Segundo ele, a doação contemplava a área mais alta da propriedade, livre de enchentes e com acesso facilitado, justamente para atender as famílias vulneráveis da região.
- FIQUE ATUALIZADO: Entre em nosso grupo do WhatsApp e receba informações em tempo real (clique aqui)
- FIQUE ATUALIZADO: Participe do nosso grupo no Telegram e fique sempre informado (clique aqui)
“A gente doou uma área de 5,7 hectares no lugar mais alto da propriedade, livre de enchentes, contemplando vias de acesso e a Prefeitura, infelizmente, por motivos que eu desconheço ainda, não aceitou essa doação. Então, já existe a doação de uma área, para atender os vulneráveis, porque é preciso estabelecer um critério. E esse critério foi estabelecido pelo Governo do Estado. A gente se baseou, teve a baliza no relatório do Setasc (Secretaria de Estado de Assistência Social e Cidadania)”, disse.

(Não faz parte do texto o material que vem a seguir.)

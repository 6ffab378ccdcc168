//! Online attack classification from band-energy profiles
//!
//! Onsets and beats are classified by two independent nearest-centroid
//! models. A profile is the band-energy vector normalised to unit sum, so
//! the class reflects spectral shape rather than loudness.

use super::bands::{BandEnergies, MAX_BANDS};
use super::Analyzer;
use crate::audio::AudioBuffer;
use crate::events::{BeatClassEvent, BeatEvent, OnsetClassEvent, OnsetEvent};

/// Upper bound on `AttackConfig::class_count`
pub const MAX_CLASSES: usize = 16;

#[derive(Debug, Clone, PartialEq)]
pub struct AttackConfig {
    /// Number of classes per stream, in [1, 16]
    pub class_count: usize,

    /// L1 distance (profiles sum to 1, so at most 2) above which a new class opens
    pub spawn_distance: f32,

    /// How far the winning centroid moves toward each new profile
    pub learning_rate: f32,
}

impl Default for AttackConfig {
    fn default() -> Self {
        Self {
            class_count: 8,
            spawn_distance: 0.5,
            learning_rate: 0.1,
        }
    }
}

/// Results of the same buffer the classifier needs
#[derive(Debug, Clone, Copy, PartialEq, Default)]
pub struct AttackContext {
    pub onset: Option<OnsetEvent>,
    pub beat: Option<BeatEvent>,
    pub bands: BandEnergies,
}

#[derive(Debug, Clone, Copy, PartialEq, Eq, Default)]
pub struct AttackReport {
    pub onset_class: Option<OnsetClassEvent>,
    pub beat_class: Option<BeatClassEvent>,
}

/// One online nearest-centroid model
struct CentroidModel {
    centroids: [[f32; MAX_BANDS]; MAX_CLASSES],
    used: usize,
}

impl CentroidModel {
    fn new() -> Self {
        Self {
            centroids: [[0.0; MAX_BANDS]; MAX_CLASSES],
            used: 0,
        }
    }

    fn classify(&mut self, profile: &[f32; MAX_BANDS], config: &AttackConfig) -> usize {
        let nearest = self.centroids[..self.used]
            .iter()
            .map(|c| l1_distance(c, profile))
            .enumerate()
            .min_by(|a, b| a.1.total_cmp(&b.1));

        let spawn = match nearest {
            None => true,
            Some((_, distance)) => distance > config.spawn_distance && self.used < config.class_count,
        };

        if spawn {
            self.centroids[self.used] = *profile;
            self.used += 1;
            return self.used - 1;
        }

        // `nearest` is Some here: with no centroids we always spawn
        let class = nearest.map_or(0, |(i, _)| i);
        let rate = config.learning_rate;
        for (c, p) in self.centroids[class].iter_mut().zip(profile) {
            *c += rate * (p - *c);
        }
        class
    }

    fn clear(&mut self) {
        self.used = 0;
    }
}

fn l1_distance(a: &[f32; MAX_BANDS], b: &[f32; MAX_BANDS]) -> f32 {
    a.iter().zip(b).map(|(x, y)| (x - y).abs()).sum()
}

/// Unit-sum spectral profile; silent input gives the all-zero profile
fn profile(bands: &BandEnergies) -> [f32; MAX_BANDS] {
    let mut out = [0.0; MAX_BANDS];
    let total = bands.total();
    if total > 0.0 && total.is_finite() {
        for (o, &e) in out.iter_mut().zip(bands.as_slice()) {
            *o = e / total;
        }
    }
    out
}

/// Classifies onsets and beats into learned attack classes
pub struct AttackClassifier {
    config: AttackConfig,
    onsets: CentroidModel,
    beats: CentroidModel,
    last_onset_class: Option<i32>,
    last_beat_class: Option<i32>,
}

impl AttackClassifier {
    pub fn new(config: AttackConfig) -> Self {
        let config = AttackConfig {
            class_count: config.class_count.clamp(1, MAX_CLASSES),
            ..config
        };
        Self {
            config,
            onsets: CentroidModel::new(),
            beats: CentroidModel::new(),
            last_onset_class: None,
            last_beat_class: None,
        }
    }

    pub fn last_onset_class(&self) -> Option<i32> {
        self.last_onset_class
    }

    pub fn last_beat_class(&self) -> Option<i32> {
        self.last_beat_class
    }

    /// Classes opened so far in the onset stream
    pub fn onset_classes(&self) -> usize {
        self.onsets.used
    }

    /// Classes opened so far in the beat stream
    pub fn beat_classes(&self) -> usize {
        self.beats.used
    }

    pub fn config(&self) -> &AttackConfig {
        &self.config
    }
}

impl Analyzer for AttackClassifier {
    type Context = AttackContext;
    type Report = AttackReport;

    fn ingest(&mut self, _buffer: &AudioBuffer<'_>, ctx: &AttackContext) -> AttackReport {
        if ctx.onset.is_none() && ctx.beat.is_none() {
            return AttackReport::default();
        }

        let profile = profile(&ctx.bands);

        let onset_class = ctx.onset.map(|_| {
            let class_id = self.onsets.classify(&profile, &self.config) as i32;
            self.last_onset_class = Some(class_id);
            OnsetClassEvent { class_id }
        });

        let beat_class = ctx.beat.map(|_| {
            let class_id = self.beats.classify(&profile, &self.config) as i32;
            self.last_beat_class = Some(class_id);
            BeatClassEvent { class_id }
        });

        AttackReport {
            onset_class,
            beat_class,
        }
    }

    fn reset(&mut self) {
        self.onsets.clear();
        self.beats.clear();
        self.last_onset_class = None;
        self.last_beat_class = None;
    }

    fn name(&self) -> &'static str {
        "attack"
    }
}

#[cfg(test)]
mod tests {
    use super::*;

    const SILENCE: [f32; 64] = [0.0; 64];

    fn bands_with(energies: &[(usize, f32)]) -> BandEnergies {
        let mut values = [0.0f32; 40];
        for &(band, e) in energies {
            values[band] = e;
        }
        BandEnergies::from_slice(&values)
    }

    fn onset_ctx(bands: BandEnergies) -> AttackContext {
        AttackContext {
            onset: Some(OnsetEvent { timestamp_seconds: 0.0 }),
            beat: None,
            bands,
        }
    }

    fn run(classifier: &mut AttackClassifier, ctx: AttackContext) -> AttackReport {
        let buffer = AudioBuffer::mono(&SILENCE, 44100).unwrap();
        classifier.ingest(&buffer, &ctx)
    }

    #[test]
    fn test_no_events_without_onset_or_beat() {
        let mut classifier = AttackClassifier::new(AttackConfig::default());
        let report = run(
            &mut classifier,
            AttackContext {
                bands: bands_with(&[(3, 1.0)]),
                ..AttackContext::default()
            },
        );
        assert_eq!(report, AttackReport::default());
        assert_eq!(classifier.onset_classes(), 0);
    }

    #[test]
    fn test_same_shape_same_class() {
        let mut classifier = AttackClassifier::new(AttackConfig::default());
        let a = run(&mut classifier, onset_ctx(bands_with(&[(2, 1.0), (3, 0.5)])));
        // Louder, same spectral shape
        let b = run(&mut classifier, onset_ctx(bands_with(&[(2, 10.0), (3, 5.0)])));
        assert_eq!(a.onset_class, b.onset_class);
        assert!(a.beat_class.is_none());
    }

    #[test]
    fn test_distinct_shapes_get_distinct_classes() {
        let mut classifier = AttackClassifier::new(AttackConfig::default());
        let low = run(&mut classifier, onset_ctx(bands_with(&[(1, 1.0)])));
        let high = run(&mut classifier, onset_ctx(bands_with(&[(35, 1.0)])));
        assert_ne!(low.onset_class, high.onset_class);
        assert_eq!(classifier.onset_classes(), 2);
    }

    #[test]
    fn test_class_ids_bounded_by_class_count() {
        let mut classifier = AttackClassifier::new(AttackConfig {
            class_count: 3,
            ..AttackConfig::default()
        });
        for band in 0..40 {
            let report = run(&mut classifier, onset_ctx(bands_with(&[(band, 1.0)])));
            let class = report.onset_class.unwrap().class_id;
            assert!((0..3).contains(&class));
        }
        assert_eq!(classifier.onset_classes(), 3);
    }

    #[test]
    fn test_streams_are_independent() {
        let mut classifier = AttackClassifier::new(AttackConfig::default());
        run(&mut classifier, onset_ctx(bands_with(&[(1, 1.0)])));
        run(&mut classifier, onset_ctx(bands_with(&[(30, 1.0)])));

        let report = run(
            &mut classifier,
            AttackContext {
                onset: None,
                beat: Some(BeatEvent { timestamp_seconds: 1.0 }),
                bands: bands_with(&[(30, 1.0)]),
            },
        );
        assert_eq!(report.beat_class, Some(BeatClassEvent { class_id: 0 }));
        assert!(report.onset_class.is_none());
        assert_eq!(classifier.last_beat_class(), Some(0));
        assert_eq!(classifier.last_onset_class(), Some(1));
    }

    #[test]
    fn test_silent_profile_still_classifies() {
        let mut classifier = AttackClassifier::new(AttackConfig::default());
        let report = run(&mut classifier, onset_ctx(BandEnergies::zeroed(40)));
        assert_eq!(report.onset_class, Some(OnsetClassEvent { class_id: 0 }));
    }
}
//! Spectral analysis building blocks shared by the analyzers

pub mod fft;
pub mod windowing;

pub use fft::{FftEngine, FftError};
pub use windowing::{generate_window, WindowType};
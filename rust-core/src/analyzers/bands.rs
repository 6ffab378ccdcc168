//! Band energies over a mel-spaced partition of the spectrum
//!
//! Every FFT bin belongs to exactly one band, so the energies sum to zero
//! only when the buffer itself is silent. A Hamming window is used because
//! it never reaches zero: no input sample is invisible to the transform.

use super::Analyzer;
use crate::audio::AudioBuffer;
use crate::spectrum::{FftEngine, WindowType};

/// Upper bound on the configurable band count
pub const MAX_BANDS: usize = 40;

/// Fixed-capacity band energy vector
#[derive(Debug, Clone, Copy, PartialEq)]
pub struct BandEnergies {
    values: [f32; MAX_BANDS],
    len: usize,
}

impl BandEnergies {
    /// Zeroed energies for `len` bands (capped at `MAX_BANDS`)
    pub fn zeroed(len: usize) -> Self {
        Self {
            values: [0.0; MAX_BANDS],
            len: len.min(MAX_BANDS),
        }
    }

    /// Copy up to `MAX_BANDS` values; negative or non-finite entries become 0
    pub fn from_slice(values: &[f32]) -> Self {
        let mut bands = Self::zeroed(values.len());
        for (b, &v) in bands.values.iter_mut().zip(values) {
            *b = if v.is_finite() { v.max(0.0) } else { 0.0 };
        }
        bands
    }

    /// Configured bands only
    pub fn as_slice(&self) -> &[f32] {
        &self.values[..self.len]
    }

    /// All `MAX_BANDS` slots; unused ones are zero
    pub fn as_array(&self) -> &[f32; MAX_BANDS] {
        &self.values
    }

    pub fn len(&self) -> usize {
        self.len
    }

    pub fn is_empty(&self) -> bool {
        self.len == 0
    }

    pub fn total(&self) -> f32 {
        self.as_slice().iter().sum()
    }
}

impl Default for BandEnergies {
    fn default() -> Self {
        Self::zeroed(MAX_BANDS)
    }
}

/// Narrow a band energy to f32; a positive energy never rounds to zero
fn narrow_energy(energy: f64) -> f32 {
    if !energy.is_finite() || energy <= 0.0 {
        0.0
    } else {
        (energy as f32).max(f32::MIN_POSITIVE)
    }
}

fn hz_to_mel(hz: f64) -> f64 {
    2595.0 * (1.0 + hz / 700.0).log10()
}

fn mel_to_hz(mel: f64) -> f64 {
    700.0 * (10f64.powf(mel / 2595.0) - 1.0)
}

/// Bin edges of `band_count` contiguous mel-spaced bands covering `num_bins`
///
/// Band `i` spans bins `edges[i]..edges[i + 1]`. Edges are non-decreasing,
/// start at 0 and end at `num_bins`; bands only become empty when there are
/// more bands than bins.
pub fn band_edges(num_bins: usize, band_count: usize, sample_rate: f64) -> Vec<usize> {
    let mut edges = vec![0usize; band_count + 1];
    if band_count == 0 {
        return edges;
    }

    let nyquist = sample_rate / 2.0;
    let max_mel = hz_to_mel(nyquist);
    let hz_per_bin = nyquist / (num_bins.saturating_sub(1)).max(1) as f64;

    for i in 1..band_count {
        let hz = mel_to_hz(max_mel * i as f64 / band_count as f64);
        let ideal = (hz / hz_per_bin).round() as usize;
        let lowest = edges[i - 1] + 1;
        let highest = num_bins.saturating_sub(band_count - i).max(lowest);
        edges[i] = ideal.clamp(lowest, highest).min(num_bins);
    }
    edges[band_count] = num_bins;
    edges
}

/// Per-buffer band energy extractor
pub struct BandEnergyExtractor {
    band_count: usize,
    engine: FftEngine,
    frame: Vec<f64>,
    power: Vec<f64>,
    accumulated: Vec<f64>,
    edges: Vec<usize>,
    energies: BandEnergies,
}

impl BandEnergyExtractor {
    /// Create an extractor for buffers of `buffer_size` frames
    pub fn new(sample_rate: u32, buffer_size: usize, band_count: usize) -> Self {
        let band_count = band_count.min(MAX_BANDS);
        let engine = FftEngine::new(buffer_size, WindowType::Hamming);
        let num_bins = engine.num_bins();

        Self {
            band_count,
            frame: vec![0.0; buffer_size],
            power: vec![0.0; num_bins],
            accumulated: vec![0.0; num_bins],
            edges: band_edges(num_bins, band_count, sample_rate as f64),
            energies: BandEnergies::zeroed(band_count),
            engine,
        }
    }

    /// Energies of the most recent buffer
    pub fn energies(&self) -> &BandEnergies {
        &self.energies
    }

    pub fn band_count(&self) -> usize {
        self.band_count
    }

    /// Bin range of each band
    pub fn edges(&self) -> &[usize] {
        &self.edges
    }
}

impl Analyzer for BandEnergyExtractor {
    type Context = ();
    type Report = BandEnergies;

    fn ingest(&mut self, buffer: &AudioBuffer<'_>, _ctx: &()) -> BandEnergies {
        self.accumulated.fill(0.0);
        let frames = buffer.frame_count().min(self.frame.len());

        for channel in 0..buffer.channel_count() {
            self.frame.fill(0.0);
            for (f, s) in self.frame[..frames].iter_mut().zip(buffer.channel(channel)) {
                *f = if s.is_finite() { s as f64 } else { 0.0 };
            }
            if self.engine.power_into(&self.frame, &mut self.power).is_err() {
                continue;
            }
            for (a, p) in self.accumulated.iter_mut().zip(&self.power) {
                *a += p;
            }
        }

        // Amplitude-normalise so a full-scale sine lands near 0.25
        let gain = self.engine.window_gain();
        let scale = 1.0 / (gain * gain * buffer.channel_count() as f64);

        let mut energies = BandEnergies::zeroed(self.band_count);
        for (band, value) in energies.values[..self.band_count].iter_mut().enumerate() {
            let (lo, hi) = (self.edges[band], self.edges[band + 1]);
            let energy: f64 = self.accumulated[lo..hi].iter().sum::<f64>() * scale;
            *value = narrow_energy(energy);
        }

        self.energies = energies;
        energies
    }

    fn reset(&mut self) {
        self.energies = BandEnergies::zeroed(self.band_count);
    }

    fn name(&self) -> &'static str {
        "bands"
    }
}
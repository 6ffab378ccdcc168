//! Audio analyzers driven once per buffer by the pipeline
//!
//! Each analyzer owns its history, sized when it is built, and returns a
//! small `Copy` report describing what it found in the buffer. Analyzers
//! that depend on others receive the upstream reports of the *same* buffer
//! as their ingest context.

pub mod attack;
pub mod bands;
pub mod beat;
pub mod filter_band;
pub mod history;
pub mod onset;
pub mod pitch;

pub use attack::{AttackClassifier, AttackConfig, AttackContext, AttackReport};
pub use bands::{BandEnergies, BandEnergyExtractor, MAX_BANDS};
pub use beat::{BeatConfig, BeatReport, BeatTracker};
pub use filter_band::{FilterBandClassifier, FilterBandConfig, FilterBandReport};
pub use onset::{OnsetConfig, OnsetDetector, OnsetReport};
pub use pitch::{PitchConfig, PitchEstimator, PitchReport};

use crate::audio::AudioBuffer;

/// Common call contract of every analyzer
///
/// `ingest` runs on the audio thread: it must finish in bounded time, must
/// not block and must not allocate once the analyzer is constructed.
pub trait Analyzer {
    /// Upstream results this analyzer needs for the current buffer
    type Context;

    /// Per-buffer result, including any events raised
    type Report: Copy;

    /// Analyze one buffer
    fn ingest(&mut self, buffer: &AudioBuffer<'_>, ctx: &Self::Context) -> Self::Report;

    /// Forget all history, keeping configuration
    fn reset(&mut self);

    /// Short name for logging
    fn name(&self) -> &'static str;
}
//! Lock-free snapshot handoff from the audio thread to the display thread
//!
//! Whole snapshots travel through a triple buffer, so the reader always
//! gets one publish in its entirety and neither side ever waits. Event
//! flags are latched by the writer until the reader acknowledges a
//! generation that carried them, and masked by the reader once seen, so
//! every detection is observed exactly once however the two rates relate.

use super::snapshot::AnalyzerSnapshot;
use std::sync::atomic::{AtomicU64, Ordering};
use std::sync::Arc;
use triple_buffer::{Input, Output, TripleBuffer};

const FLAG_COUNT: usize = 3;

/// What actually crosses the triple buffer
#[derive(Debug, Clone, Copy)]
struct Published {
    snapshot: AnalyzerSnapshot,
    /// Generation at which each flag was last detected (0 = not latched)
    latched: [u64; FLAG_COUNT],
}

fn flags(snapshot: &AnalyzerSnapshot) -> [bool; FLAG_COUNT] {
    [snapshot.onset_flag, snapshot.beat_flag, snapshot.tatum_flag]
}

fn set_flags(snapshot: &mut AnalyzerSnapshot, flags: [bool; FLAG_COUNT]) {
    snapshot.onset_flag = flags[0];
    snapshot.beat_flag = flags[1];
    snapshot.tatum_flag = flags[2];
}

/// Create a connected writer/reader pair starting from `initial`
pub fn shared_state(initial: AnalyzerSnapshot) -> (SnapshotWriter, SnapshotReader) {
    let published = Published {
        snapshot: initial,
        latched: [0; FLAG_COUNT],
    };
    let (input, output) = TripleBuffer::new(&published).split();
    let ack = Arc::new(AtomicU64::new(initial.generation));

    (
        SnapshotWriter {
            input,
            ack: Arc::clone(&ack),
            generation: initial.generation,
            latched: [0; FLAG_COUNT],
            latest: initial,
        },
        SnapshotReader {
            output,
            ack,
            seen: [0; FLAG_COUNT],
            generation: initial.generation,
        },
    )
}

/// Audio-thread side
pub struct SnapshotWriter {
    input: Input<Published>,
    ack: Arc<AtomicU64>,
    generation: u64,
    latched: [u64; FLAG_COUNT],
    latest: AnalyzerSnapshot,
}

impl SnapshotWriter {
    /// Publish a snapshot, returning its generation
    ///
    /// Flags set in `snapshot` are latched; flags already latched stay set
    /// until the reader has acknowledged a generation that carried them.
    pub fn publish(&mut self, mut snapshot: AnalyzerSnapshot) -> u64 {
        self.generation += 1;
        let acked = self.ack.load(Ordering::Acquire);

        let detected = flags(&snapshot);
        let mut shown = [false; FLAG_COUNT];
        for i in 0..FLAG_COUNT {
            if detected[i] {
                self.latched[i] = self.generation;
            } else if self.latched[i] != 0 && acked >= self.latched[i] {
                self.latched[i] = 0;
            }
            shown[i] = self.latched[i] != 0;
        }
        set_flags(&mut snapshot, shown);
        snapshot.generation = self.generation;

        self.latest = snapshot;
        self.input.write(Published {
            snapshot,
            latched: self.latched,
        });
        self.generation
    }

    /// The snapshot most recently published (flags as latched)
    pub fn latest(&self) -> &AnalyzerSnapshot {
        &self.latest
    }

    pub fn generation(&self) -> u64 {
        self.generation
    }
}

/// Display-thread side
pub struct SnapshotReader {
    output: Output<Published>,
    ack: Arc<AtomicU64>,
    /// Latch generation of the last occurrence of each flag already returned
    seen: [u64; FLAG_COUNT],
    generation: u64,
}

impl SnapshotReader {
    /// Copy out the most recent snapshot; never blocks
    ///
    /// A flag is reported true once per detection: reading the same
    /// generation again reports it false.
    pub fn read(&mut self) -> AnalyzerSnapshot {
        let published = *self.output.read();
        let mut snapshot = published.snapshot;

        let raw = flags(&snapshot);
        let mut fresh = [false; FLAG_COUNT];
        for i in 0..FLAG_COUNT {
            if raw[i] && published.latched[i] > self.seen[i] {
                fresh[i] = true;
                self.seen[i] = published.latched[i];
            }
        }
        set_flags(&mut snapshot, fresh);

        self.generation = snapshot.generation;
        self.ack.store(snapshot.generation, Ordering::Release);
        snapshot
    }

    /// Generation of the last snapshot returned by `read`
    pub fn generation(&self) -> u64 {
        self.generation
    }

    /// True if a publish happened since the last `read`
    pub fn has_update(&self) -> bool {
        self.output.updated()
    }
}
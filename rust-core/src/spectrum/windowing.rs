//! Window functions for short-time spectral analysis
//!
//! Windows are generated once at analyzer construction and applied in place
//! on the audio thread, so nothing here allocates per frame.

use std::f64::consts::PI;

/// Window function types
#[derive(Debug, Clone, Copy, PartialEq, Eq)]
pub enum WindowType {
    /// Hann window: w[n] = 0.5 - 0.5*cos(2πn/(M-1))
    /// Zero at both ends, good general-purpose leakage suppression
    Hann,

    /// Hamming window: w[n] = 0.54 - 0.46*cos(2πn/(M-1))
    /// Never reaches zero, so every input sample contributes to the spectrum
    Hamming,

    /// Rectangular window (no windowing)
    Rectangular,
}

/// Generate window coefficients
///
/// # Arguments
/// * `window_type` - Type of window function
/// * `length` - Number of samples (M)
///
/// # Returns
/// Vector of window coefficients w[n] for n = 0..M-1
pub fn generate_window(window_type: WindowType, length: usize) -> Vec<f64> {
    if length <= 1 {
        return vec![1.0; length];
    }

    let m = length as f64;
    let mut window = Vec::with_capacity(length);

    match window_type {
        WindowType::Hann => {
            for n in 0..length {
                let angle = 2.0 * PI * n as f64 / (m - 1.0);
                window.push(0.5 - 0.5 * angle.cos());
            }
        }

        WindowType::Hamming => {
            for n in 0..length {
                let angle = 2.0 * PI * n as f64 / (m - 1.0);
                window.push(0.54 - 0.46 * angle.cos());
            }
        }

        WindowType::Rectangular => {
            window.resize(length, 1.0);
        }
    }

    window
}

/// Multiply `signal` by `window` into `out` (all three the same length)
#[inline]
pub fn apply_window_into(signal: &[f64], window: &[f64], out: &mut [f64]) {
    for ((o, &s), &w) in out.iter_mut().zip(signal).zip(window) {
        *o = s * w;
    }
}

/// Coherent gain of a window (sum of coefficients)
///
/// Dividing an FFT magnitude by this value maps a full-scale sinusoid
/// to roughly half its peak amplitude regardless of window choice.
pub fn coherent_gain(window: &[f64]) -> f64 {
    window.iter().sum()
}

José Antônio também afirmou que a desapropriação anunciada pelo prefeito Abilio Brunini (PL), embora seja uma medida obrigatória por lei, foi apenas comunicada à família, sem qualquer diálogo prévio — mesmo após anos de tratativas envolvendo Prefeitura, Ministério Público e Justiça. Segundo ele, a decisão foi tomada de forma unilateral, sem que a família pudesse apresentar alternativas ou o histórico das tentativas de acordo já feitas.
“Foi uma comunicação compulsória. A gente não teve opção de escolha. O prefeito não chamou a família para conversar, só comunicou”, declarou.
Em tom emocionado, José rebateu qualquer interpretação de que a discussão envolva valores financeiros.
“A questão não é dinheiro. Meu pai perdeu a vida naquela propriedade. Ele trabalhou a vida inteira ali. Eu cresci, nasci naquela terra. Meu pai foi humilhado, massacrado e morto no dia do aniversário da minha mãe”, afirmou, destacando que a área tem valor histórico e afetivo.
Diante de questionamentos sobre qual destino pretendem dar ao terreno, caso permaneça com a família, ele respondeu: “Se for para criar galinha, eu vou criar galinha. A propriedade é nossa, é um direito nosso. Foi conquistada a duras penas desde 1967.”
José afirmou que a família não está em conflito com os moradores, nem pretende dificultar a solução. Segundo ele, o que falta é divulgar a verdade sobre a participação dos herdeiros no processo. “Nós somos parte da solução, não parte do conflito. Somos vítimas e queremos acolher essas famílias. Só queremos que isso seja divulgado, e isso não está sendo divulgado”, declarou.